CCISUA
- Founded: 1982
- Location: United Nations;
- Members: 60,000
- Key people: Nathalie Meynet (UNHCR), President Giammichele Dimaio (WFP), General Secretary Pamela Odhiambo (UNON), Treasurer Ian Richards (UNOG), Vice President for Conditions of Service June Anyango (UNICEF), Vice President for Field and Security Issues Carlos Carrion-Crespo (ILO), Vice President for Communication & Outreach
- Website: www.ccisua.org

= Coordinating Committee of International Staff Unions and Associations of the United Nations System =

The Coordinating Committee of International Staff Unions and Associations of the United Nations System (CCISUA) is an international federation of UN system staff unions and associations committed to an atmosphere of constructive cooperation in order to provide equitable and effective representation of staff at all levels. CCISUA primarily represents member interests in inter-agency bodies that make decisions and recommendations on conditions of service.

There are three labour federations serving unions and staff associations in the UN system, the other organisations being FICSA and UNISERV.

== Objectives ==
CCISUA's main objectives are as follows:

1. To promote the common interest of international civil servants of all categories whose staff unions/associations are members of CCISUA.

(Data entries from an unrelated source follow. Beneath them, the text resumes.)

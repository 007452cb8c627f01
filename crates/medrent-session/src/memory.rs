// SPDX-FileCopyrightText: 2026 Medrent Contributors
// SPDX-License-Identifier: MIT OR Apache-2.0

//! Process-local token store.

use std::sync::Mutex;

use async_trait::async_trait;
use medrent_core::{MedrentError, TokenPair, TokenStore};

/// Keeps the token pair in memory; nothing survives a restart.
#[derive(Debug, Default)]
pub struct MemoryTokenStore {
    tokens: Mutex<Option<TokenPair>>,
}

impl MemoryTokenStore {
    pub fn new() -> Self {
        Self::default()
    }

    /// Store pre-seeded with a pair, as if saved by an earlier run.
    pub fn with_tokens(tokens: TokenPair) -> Self {
        Self {
            tokens: Mutex::new(Some(tokens)),
        }
    }

    fn slot(&self) -> std::sync::MutexGuard<'_, Option<TokenPair>> {
        self.tokens.lock().unwrap_or_else(|poisoned| poisoned.into_inner())
    }
}

#[async_trait]
impl TokenStore for MemoryTokenStore {
    fn name(&self) -> &str {
        "memory"
    }

    async fn load(&self) -> Result<Option<TokenPair>, MedrentError> {
        Ok(self.slot().clone())
    }

    async fn save(&self, tokens: &TokenPair) -> Result<(), MedrentError> {
        *self.slot() = Some(tokens.clone());
        Ok(())
    }

    async fn clear(&self) -> Result<(), MedrentError> {
        *self.slot() = None;
        Ok(())
    }
}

2. To provide a means for staff representative bodies with common concerns to consult with one another both formally and informally with a view to reaching consensus on issues affecting conditions of service and staff welfare.

3. To permit those staff unions, associations, and other staff representative bodies of the system to address advisory and decision-making bodies with a united voice and in particular to participate actively in the work of ICSC, HR Network, HLCM, CEB, the Pension Board, and the Fifth Committee of the General Assembly.

4. To assist each other in finding solutions to common problems and in monitoring the implementation of decisions affecting the staff both at Headquarters duty stations and in the field.

5. To cooperate with other staff groups with a view to formally arriving at common positions on matters affecting staff welfare.

6. To adhere to the spirit of solidarity and support for each member whenever needed.

==Industrial relations in the UN system==
Unions and staff associations of the United Nations system are unique because UN staff do not have a single employer: they are employed by the 193 member states. Because they work for an international agency, they are not protected by any national labour legislation or international conventions. Although freedom of association is written into the UN staff regulations, national unions are not recognised, and terms and conditions are negotiated directly with representatives of the member states. The first collective agreement recognised by the UN system was signed with CCISUA affiliate ILO Staff Union in 2000.

UN Staff Regulation (SR) 8.1 allows for staff representative bodies to be established at each UN organisation or mission and for those bodies to represent the interests of the staff. Each UN mission or organisation has established its own union or staff association, and these are affiliated to either CCISUA or FICSA.

==Issues for UN staff==
UN staff face many of the same issues as workers in national economies, and CCISUA affiliates represent both blue-collar staff - such as security guards - as well as white-collar UN civil servants. CCISUA affiliates do not represent UN Peacekeepers, who are made up of military and police personal contributed by member states.

There are a number of industrial relations issues that are peculiar to working within the UN system. The most important of these is perhaps the fact that UN staff are not protected by labour legislation, which means that all conditions need to be negotiated directly with employer representatives.

Also of great concern are the dangers to staff working in areas of conflict and other non-secure locations. Many UN staff are killed in the line of duty.

Another area of concern is the prevalence of short-term contracts in the UN system, the lack of job security and long-term career development.

==Affiliation==
CCISUA shares fraternal links with the wider labour movement through its affiliation to the GFTU, and through the GFTU to the European Trade Union Confederation and the International Trade Union Confederation.

==Membership==
Trade unions and staff associations of the following UN and international organisations are affiliated to CCISUA.
- UNICEF
- UN-Criminal Tribunals Staff Union
- International Criminal Court
- International Labour Organization
- United Nations University
- United Nations Economic Commission for Latin America and the Caribbean
- United Nations Economic and Social Commission for Western Asia
- United Nations Economic Commission for Africa
- United Nations Economic and Social Commission for Asia and the Pacific
- United Nations High Commissioner for Refugees
- International Telecommunication Union
- United Nations Industrial Development Organization
- UN Nairobi Staff Union
- UNOG Staff Coordinating Council (UN Staff Union Geneva)
- World Food Programme
- International Court of Justice
- Special Tribunal for Lebanon
- UN Institute for Training and Research

==Acknowledgements==
Some information for this article was taken from a Masters thesis by Rick Cottam, President of the ICTY Staff Union.